* Requirement *
From the data underneath, reproduce exactly the stretch that begins at the line with "match unistd::read(wake_read.as_raw_fd(), &mut" and ends after the line with "child, then resume".
----- Data for the task
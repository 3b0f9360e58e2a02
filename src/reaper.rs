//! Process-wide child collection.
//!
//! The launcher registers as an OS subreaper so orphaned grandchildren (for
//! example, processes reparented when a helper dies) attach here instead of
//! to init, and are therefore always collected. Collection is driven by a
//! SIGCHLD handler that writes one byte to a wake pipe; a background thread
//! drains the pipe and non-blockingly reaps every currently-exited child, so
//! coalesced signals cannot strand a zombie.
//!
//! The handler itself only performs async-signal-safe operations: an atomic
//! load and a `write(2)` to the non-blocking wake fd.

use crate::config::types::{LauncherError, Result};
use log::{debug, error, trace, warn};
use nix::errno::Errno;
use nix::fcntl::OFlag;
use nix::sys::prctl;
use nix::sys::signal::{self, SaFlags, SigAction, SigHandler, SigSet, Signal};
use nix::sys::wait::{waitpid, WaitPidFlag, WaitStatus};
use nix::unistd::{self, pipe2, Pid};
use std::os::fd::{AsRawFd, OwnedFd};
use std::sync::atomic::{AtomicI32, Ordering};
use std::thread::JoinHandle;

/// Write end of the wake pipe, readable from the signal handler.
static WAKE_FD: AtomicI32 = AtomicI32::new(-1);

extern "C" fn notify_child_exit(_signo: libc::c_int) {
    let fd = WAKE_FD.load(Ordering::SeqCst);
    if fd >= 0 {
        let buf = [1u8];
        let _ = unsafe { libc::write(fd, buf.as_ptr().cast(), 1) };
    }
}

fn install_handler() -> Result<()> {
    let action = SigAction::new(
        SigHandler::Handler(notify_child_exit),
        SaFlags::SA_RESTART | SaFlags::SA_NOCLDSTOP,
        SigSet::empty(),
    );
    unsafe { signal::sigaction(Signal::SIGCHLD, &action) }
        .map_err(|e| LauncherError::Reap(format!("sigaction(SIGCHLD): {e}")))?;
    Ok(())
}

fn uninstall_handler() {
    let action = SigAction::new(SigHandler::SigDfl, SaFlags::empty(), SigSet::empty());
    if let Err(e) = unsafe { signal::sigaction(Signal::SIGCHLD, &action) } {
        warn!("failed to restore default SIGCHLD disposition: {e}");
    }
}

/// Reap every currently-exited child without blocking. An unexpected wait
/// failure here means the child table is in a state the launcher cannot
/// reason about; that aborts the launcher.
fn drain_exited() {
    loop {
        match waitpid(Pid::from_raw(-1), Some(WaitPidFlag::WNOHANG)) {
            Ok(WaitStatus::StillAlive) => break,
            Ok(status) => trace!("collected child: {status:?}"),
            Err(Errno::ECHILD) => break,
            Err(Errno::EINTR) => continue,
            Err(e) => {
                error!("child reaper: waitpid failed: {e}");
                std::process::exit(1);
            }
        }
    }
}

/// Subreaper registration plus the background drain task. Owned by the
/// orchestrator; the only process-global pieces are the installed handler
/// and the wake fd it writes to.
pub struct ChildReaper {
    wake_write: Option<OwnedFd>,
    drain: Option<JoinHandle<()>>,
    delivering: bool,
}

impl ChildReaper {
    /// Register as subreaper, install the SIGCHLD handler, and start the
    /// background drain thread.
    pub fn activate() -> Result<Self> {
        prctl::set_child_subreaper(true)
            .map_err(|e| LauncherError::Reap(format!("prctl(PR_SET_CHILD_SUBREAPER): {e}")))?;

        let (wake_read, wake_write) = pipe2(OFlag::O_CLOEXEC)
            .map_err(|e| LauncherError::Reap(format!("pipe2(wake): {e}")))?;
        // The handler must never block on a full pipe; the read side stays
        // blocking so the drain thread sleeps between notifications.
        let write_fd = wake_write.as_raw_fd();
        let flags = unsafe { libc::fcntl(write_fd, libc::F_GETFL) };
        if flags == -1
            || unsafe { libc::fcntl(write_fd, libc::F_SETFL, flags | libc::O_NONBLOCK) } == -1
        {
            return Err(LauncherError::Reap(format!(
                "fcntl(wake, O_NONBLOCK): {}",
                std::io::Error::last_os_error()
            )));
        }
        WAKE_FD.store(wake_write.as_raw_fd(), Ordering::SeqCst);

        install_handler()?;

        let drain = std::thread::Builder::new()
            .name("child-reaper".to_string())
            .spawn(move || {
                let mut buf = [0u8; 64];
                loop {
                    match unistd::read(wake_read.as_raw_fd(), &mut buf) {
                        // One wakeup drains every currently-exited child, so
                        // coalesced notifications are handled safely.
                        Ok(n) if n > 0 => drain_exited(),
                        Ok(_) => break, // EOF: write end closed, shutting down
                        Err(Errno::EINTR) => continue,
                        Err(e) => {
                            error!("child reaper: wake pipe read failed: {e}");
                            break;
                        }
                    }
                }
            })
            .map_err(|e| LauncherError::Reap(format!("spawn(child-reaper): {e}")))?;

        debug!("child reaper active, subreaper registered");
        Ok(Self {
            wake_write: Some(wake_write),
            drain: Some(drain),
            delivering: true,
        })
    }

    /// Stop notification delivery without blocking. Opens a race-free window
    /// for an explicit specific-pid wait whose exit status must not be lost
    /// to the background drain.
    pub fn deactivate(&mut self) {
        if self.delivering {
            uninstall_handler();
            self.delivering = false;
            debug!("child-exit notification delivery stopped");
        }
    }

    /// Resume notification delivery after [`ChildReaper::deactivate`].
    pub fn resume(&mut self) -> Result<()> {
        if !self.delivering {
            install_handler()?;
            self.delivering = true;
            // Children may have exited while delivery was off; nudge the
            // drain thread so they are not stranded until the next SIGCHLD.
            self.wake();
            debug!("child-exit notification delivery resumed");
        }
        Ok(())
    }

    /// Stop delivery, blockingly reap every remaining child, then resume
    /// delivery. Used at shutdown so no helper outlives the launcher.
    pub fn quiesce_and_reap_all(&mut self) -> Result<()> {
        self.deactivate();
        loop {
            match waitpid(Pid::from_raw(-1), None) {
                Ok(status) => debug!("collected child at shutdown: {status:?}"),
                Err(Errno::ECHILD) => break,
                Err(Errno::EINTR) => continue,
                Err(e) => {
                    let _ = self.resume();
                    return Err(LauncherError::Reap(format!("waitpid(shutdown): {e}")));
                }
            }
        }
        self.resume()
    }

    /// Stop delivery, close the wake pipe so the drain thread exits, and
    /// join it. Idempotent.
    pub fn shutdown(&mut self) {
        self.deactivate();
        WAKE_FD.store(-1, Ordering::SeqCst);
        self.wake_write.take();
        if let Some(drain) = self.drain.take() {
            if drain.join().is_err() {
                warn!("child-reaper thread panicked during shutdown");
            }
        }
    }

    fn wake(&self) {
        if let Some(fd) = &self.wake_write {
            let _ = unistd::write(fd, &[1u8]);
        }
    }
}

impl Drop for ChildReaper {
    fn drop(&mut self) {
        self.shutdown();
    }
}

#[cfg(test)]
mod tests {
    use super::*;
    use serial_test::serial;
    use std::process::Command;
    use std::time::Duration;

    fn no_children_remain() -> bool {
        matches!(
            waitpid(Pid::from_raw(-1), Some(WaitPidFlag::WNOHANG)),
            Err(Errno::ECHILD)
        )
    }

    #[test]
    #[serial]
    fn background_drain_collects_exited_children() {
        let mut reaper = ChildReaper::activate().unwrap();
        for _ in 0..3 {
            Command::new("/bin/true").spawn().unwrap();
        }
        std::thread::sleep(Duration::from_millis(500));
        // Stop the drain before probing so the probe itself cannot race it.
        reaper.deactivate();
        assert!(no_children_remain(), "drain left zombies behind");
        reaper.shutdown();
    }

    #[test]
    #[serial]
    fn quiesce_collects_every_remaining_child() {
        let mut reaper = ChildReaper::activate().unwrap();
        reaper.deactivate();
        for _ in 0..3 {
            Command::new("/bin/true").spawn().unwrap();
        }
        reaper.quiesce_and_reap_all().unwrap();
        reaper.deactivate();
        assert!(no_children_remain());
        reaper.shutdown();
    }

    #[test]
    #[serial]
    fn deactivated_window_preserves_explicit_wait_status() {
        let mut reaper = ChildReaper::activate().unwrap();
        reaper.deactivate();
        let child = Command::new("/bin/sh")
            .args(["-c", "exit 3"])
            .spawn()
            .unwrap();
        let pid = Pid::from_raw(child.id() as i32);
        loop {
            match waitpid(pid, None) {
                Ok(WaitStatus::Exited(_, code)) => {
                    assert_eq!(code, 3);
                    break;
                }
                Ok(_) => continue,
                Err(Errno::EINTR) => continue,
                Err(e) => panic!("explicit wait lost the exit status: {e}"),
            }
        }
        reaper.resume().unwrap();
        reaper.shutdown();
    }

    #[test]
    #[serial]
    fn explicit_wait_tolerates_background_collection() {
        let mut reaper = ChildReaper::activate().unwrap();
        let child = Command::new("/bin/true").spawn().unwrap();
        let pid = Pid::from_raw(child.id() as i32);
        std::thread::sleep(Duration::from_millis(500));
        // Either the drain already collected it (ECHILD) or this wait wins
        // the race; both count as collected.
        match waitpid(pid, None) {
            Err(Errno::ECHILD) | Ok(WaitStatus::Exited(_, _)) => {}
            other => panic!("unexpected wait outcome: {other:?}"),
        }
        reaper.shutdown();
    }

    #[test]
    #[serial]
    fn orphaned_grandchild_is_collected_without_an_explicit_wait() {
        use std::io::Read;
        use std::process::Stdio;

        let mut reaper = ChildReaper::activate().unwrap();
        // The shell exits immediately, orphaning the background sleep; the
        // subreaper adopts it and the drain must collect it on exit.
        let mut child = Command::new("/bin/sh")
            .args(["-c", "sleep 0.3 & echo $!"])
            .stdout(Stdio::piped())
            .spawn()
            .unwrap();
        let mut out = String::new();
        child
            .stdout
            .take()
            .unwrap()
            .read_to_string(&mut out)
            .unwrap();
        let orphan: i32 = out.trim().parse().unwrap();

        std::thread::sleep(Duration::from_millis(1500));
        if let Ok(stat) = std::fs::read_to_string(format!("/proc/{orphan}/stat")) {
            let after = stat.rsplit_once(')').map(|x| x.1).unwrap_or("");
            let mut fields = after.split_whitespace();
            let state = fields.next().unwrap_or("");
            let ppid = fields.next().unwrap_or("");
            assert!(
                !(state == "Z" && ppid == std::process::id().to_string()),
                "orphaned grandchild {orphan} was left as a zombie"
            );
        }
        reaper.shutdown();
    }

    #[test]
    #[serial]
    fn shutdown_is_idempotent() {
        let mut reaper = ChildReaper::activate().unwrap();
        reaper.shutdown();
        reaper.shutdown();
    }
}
----------
* Answer box *
                    match unistd::read(wake_read.as_raw_fd(), &mut buf) {
                        // One wakeup drains every currently-exited child, so
                        // coalesced notifications are handled safely.
                        Ok(n) if n > 0 => drain_exited(),
                        Ok(_) => break, // EOF: write end closed, shutting down
                        Err(Errno::EINTR) => continue,
                        Err(e) => {
                            error!("child reaper: wake pipe read failed: {e}");
                            break;
                        }
                    }
                }
            })
            .map_err(|e| LauncherError::Reap(format!("spawn(child-reaper): {e}")))?;

        debug!("child reaper active, subreaper registered");
        Ok(Self {
            wake_write: Some(wake_write),
            drain: Some(drain),
            delivering: true,
        })
    }

    /// Stop notification delivery without blocking. Opens a race-free window
    /// for an explicit specific-pid wait whose exit status must not be lost
    /// to the background drain.
    pub fn deactivate(&mut self) {
        if self.delivering {
            uninstall_handler();
            self.delivering = false;
            debug!("child-exit notification delivery stopped");
        }
    }

    /// Resume notification delivery after [`ChildReaper::deactivate`].
    pub fn resume(&mut self) -> Result<()> {
        if !self.delivering {
            install_handler()?;
            self.delivering = true;
            // Children may have exited while delivery was off; nudge the
            // drain thread so they are not stranded until the next SIGCHLD.
            self.wake();
            debug!("child-exit notification delivery resumed");
        }
        Ok(())
    }

    /// Stop delivery, blockingly reap every remaining child, then resume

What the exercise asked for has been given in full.